Deputy Renouf denied that the briefings and public relations effort, which included the video, were evidence that he was panicking before the debate.
“There is no panic about it, but I obviously have a concern,” he said. “It is a debate and there are 49 States Members who will express their views. We want to persuade them of the changes that have been made and the plans for the future.
He added: “We want to focus the debate on, not on the location or something that was delivered in the past, when we know healthcare changes so rapidly, but on how we deliver rehabilitation in the future.
“That is what I and the team are trying to do with the video and with the briefings, to try to achieve that focus.”
Mr Armstrong added that “emotive accounts” from stroke survivors were important but not the full picture.
“We have to allow healthcare professionals to have a voice in these circumstances and, as Medical Director, I do have a concern that those clinical voices may not be heard, and we may not be able to develop clinical services using the evidence base that is available, in the way that we think is best for patients."
Pictured: Medical Director Patrick Armstrong.
He added: “Absolutely we have to take onboard everyone’s accounts but there is always a danger that these emotive accounts – and they are difficult to hear but we have to hear them – can drive policy making. That is not safe.
"We have to listen to them, but we also have to use evidence and, unfortunately, we don’t have a great deal of evidence from the past to understand what the outcome was from many of these services.
“It is not as straightforward as looking at the outcome from one particular service; you have to take into account what’s happing through that whole patient’s journey.
A daughter talking to me about her mum here in #Jersey Can’t access Plemont + “not enough physios to have three sessions a week in Hospital”. This is NOW, this is REAL #RealPeopleRealLives #DontBeliveTheSpin pic.twitter.com/Og9B54NPLx— Andy Jehan ???????? (@AndyJehan) January 16, 2022
Pictured: St. John Constable Andy Jéhan is one politician supporting the reopening of Samarès Ward.
He added: “What we are talking about in healthcare are recognised and validated outcome measures – such as improvement in function or mental health. We tend to need to measure something. I cannot overemphasise the importance of patient accounts, and we need to take them onboard, but it is not a safe way of making decisions based purely on that.”
Making the case for more flexible rehabilitation services, Mr Armstrong said: “Traditionally they have focused on rehabilitation after neurological conditions, particularly stroke and injuries. I am not sure we have look at the areas of prevention and palliation in the detail that we perhaps could.
“Our services going forward need to be broad in their scope and application and they therefore need to be delivering in a wider variety of locations and for a wider range of conditions.

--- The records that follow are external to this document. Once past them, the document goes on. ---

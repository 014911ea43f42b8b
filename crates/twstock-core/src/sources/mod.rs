//! Outbound requests to the exchanges and decoding of their payloads.
//!
//! Request builders and payload parsers are pure functions per venue; the
//! [`SourceClient`] adds pacing and transport around them.

mod isin;
mod taifex;
mod tdcc;
mod tpex;
mod twse;

use std::sync::Arc;

use serde_json::Value;
use tracing::debug;

use crate::config::PipelineConfig;
use crate::domain::{DataKind, FetchUnit, Venue};
use crate::error::SourceError;
use crate::http_client::{HttpClient, HttpRequest, HttpResponse};
use crate::table::Table;

pub(crate) const BROWSER_USER_AGENT: &str = "Mozilla/5.0 (Windows NT 10.0; Win64; x64) AppleWebKit/537.36 (KHTML, like Gecko) Chrome/71.0.3578.98 Safari/537.36";
pub(crate) const JSON_ACCEPT: &str = "application/json, text/javascript, */*; q=0.01";
pub(crate) const HTML_ACCEPT: &str = "text/html,application/xhtml+xml,application/xml;q=0.9,*/*;q=0.8";
pub(crate) const ACCEPT_LANGUAGE: &str = "zh-TW,zh;q=0.9,en-US;q=0.8,en;q=0.7";

/// Result of one successful request.
#[derive(Debug, Clone, PartialEq, Eq)]
pub enum FetchOutcome {
    Rows(Table),
    /// The source answered but had nothing for this unit.
    Empty { reason: String },
}

impl FetchOutcome {
    pub(crate) fn empty(reason: impl Into<String>) -> Self {
        Self::Empty {
            reason: reason.into(),
        }
    }

    /// Rows, or `Empty` when the table has none.
    pub(crate) fn from_table(table: Table) -> Self {
        if table.is_empty() {
            Self::empty("no rows")
        } else {
            Self::Rows(table)
        }
    }

    pub fn is_empty(&self) -> bool {
        matches!(self, Self::Empty { .. })
    }
}

/// Paced client for every (kind, venue) source.
#[derive(Clone)]
pub struct SourceClient {
    http: Arc<dyn HttpClient>,
    config: PipelineConfig,
}

impl SourceClient {
    pub fn new(http: Arc<dyn HttpClient>, config: PipelineConfig) -> Self {
        Self { http, config }
    }

    pub fn config(&self) -> &PipelineConfig {
        &self.config
    }

    /// Fetch one unit. Sleeps the request delay first, every time.
    pub async fn fetch(
        &self,
        kind: DataKind,
        venue: Venue,
        unit: &FetchUnit,
    ) -> Result<FetchOutcome, SourceError> {
        let request = build_request(kind, venue, unit)?
            .with_timeout_ms(self.config.request_timeout_ms());

        debug!(
            delay_ms = u64::try_from(self.config.request_delay.as_millis()).unwrap_or(u64::MAX),
            "pacing before request"
        );
        tokio::time::sleep(self.config.request_delay).await;

        debug!(url = %request.url, method = ?request.method, "sending request");
        let response = self
            .http
            .execute(request)
            .await
            .map_err(|error| SourceError::fetch(venue, error.message()))?;

        parse_response(kind, venue, &response)
    }
}

/// The request for one unit, without timeout or pacing applied.
pub fn build_request(
    kind: DataKind,
    venue: Venue,
    unit: &FetchUnit,
) -> Result<HttpRequest, SourceError> {
    match (venue, unit) {
        (Venue::Twse, FetchUnit::Date(date)) if kind.is_dated() => twse::request(kind, date),
        (Venue::Tpex, FetchUnit::Date(date)) if kind.is_dated() => tpex::request(kind, date),
        (Venue::Taifex, FetchUnit::Date(date)) if kind == DataKind::FuturesDaily => {
            taifex::request(date)
        }
        (Venue::Twse | Venue::Tpex, FetchUnit::Latest) if kind == DataKind::StockInfo => {
            Ok(isin::request(venue))
        }
        (Venue::Tdcc, FetchUnit::Latest) if kind == DataKind::TdccShareholding => {
            Ok(tdcc::request())
        }
        _ => Err(SourceError::fetch(
            venue,
            format!("{kind} is not published by {venue} for unit '{unit}'"),
        )),
    }
}

/// Decode a response into rows or an empty outcome.
pub fn parse_response(
    kind: DataKind,
    venue: Venue,
    response: &HttpResponse,
) -> Result<FetchOutcome, SourceError> {
    match venue {
        // Non-2xx from the futures download means "nothing for that date".
        Venue::Taifex => return taifex::parse(response),
        Venue::Tdcc => return tdcc::parse(response),
        Venue::Twse | Venue::Tpex => {}
    }
    if !response.is_success() {
        return Err(SourceError::fetch(
            venue,
            format!("HTTP status {}", response.status),
        ));
    }
    match (kind, venue) {
        (DataKind::StockInfo, _) => isin::parse(venue, &response.body),
        (_, Venue::Twse) => twse::parse(kind, &response.body),
        _ => tpex::parse(kind, &response.body),
    }
}

pub(crate) fn parse_json(venue: Venue, body: &str) -> Result<Value, SourceError> {
    serde_json::from_str(body)
        .map_err(|error| SourceError::parse(venue, format!("invalid JSON payload: {error}")))
}

/// A cell as text: strings verbatim, numbers in their JSON spelling, null empty.
pub(crate) fn cell_text(value: &Value) -> String {
    match value {
        Value::String(text) => text.clone(),
        Value::Null => String::new(),
        other => other.to_string(),
    }
}

/// `[[cell, ...], ...]` into rows.
pub(crate) fn json_rows(venue: Venue, data: &Value) -> Result<Vec<Vec<String>>, SourceError> {
    let rows = data
        .as_array()
        .ok_or_else(|| SourceError::parse(venue, "data is not an array"))?;
    rows.iter()
        .map(|row| {
            row.as_array()
                .map(|cells| cells.iter().map(cell_text).collect())
                .ok_or_else(|| SourceError::parse(venue, "data row is not an array"))
        })
        .collect()
}

/// A labelled table from parallel `fields` and `data` members.
pub(crate) fn json_named_table(
    venue: Venue,
    fields: &Value,
    data: &Value,
) -> Result<Table, SourceError> {
    let columns = fields
        .as_array()
        .ok_or_else(|| SourceError::parse(venue, "fields is not an array"))?
        .iter()
        .map(cell_text)
        .collect();
    Ok(Table::new(columns, json_rows(venue, data)?))
}

/// Parse a CSV download whose first record is the header.
///
/// Short records are padded with empty cells; blank records are skipped.
pub(crate) fn csv_table(venue: Venue, body: &str) -> Result<Table, SourceError> {
    let body = body.trim_start_matches('\u{feff}');
    let mut reader = csv::ReaderBuilder::new()
        .has_headers(true)
        .flexible(true)
        .trim(csv::Trim::All)
        .from_reader(body.as_bytes());

    let columns: Vec<String> = reader
        .headers()
        .map_err(|error| SourceError::parse(venue, format!("invalid CSV header: {error}")))?
        .iter()
        .map(str::to_string)
        .collect();

    let mut rows = Vec::new();
    for record in reader.records() {
        let record = record
            .map_err(|error| SourceError::parse(venue, format!("invalid CSV record: {error}")))?;
        if record.iter().all(str::is_empty) {
            continue;
        }
        let mut row: Vec<String> = record.iter().map(str::to_string).collect();
        if row.len() < columns.len() {
            row.resize(columns.len(), String::new());
        }
        rows.push(row);
    }
    Ok(Table::new(columns, rows))
}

“All of heath care is becoming increasingly multi-disciplinary and it increasingly requires sub-specialist input.
“To have a standalone unit would make providing this type of service very difficult, particularly in the context of Jersey, where we often have one or two people who have a sub-specialist interest in a particular area of health.”
Despite assurances that high quality rehabilitative care will be provided in future, hospital staff and campaigners remain sceptical. Among them was Friends of Our New Hospital Chair, Peter Funk, who dismissed Friday's video as "nothing more than Government spin".
Urging members of the public to contact their political representatives, he added: “The Staff have been doing their best. The failure lies with [Health] management and its political overseers. It is time to get Samarès Centre up and running again. The building and facilities are there. The staff are willing. The Assembly should vote to approve [Senator Pallett's proposition].”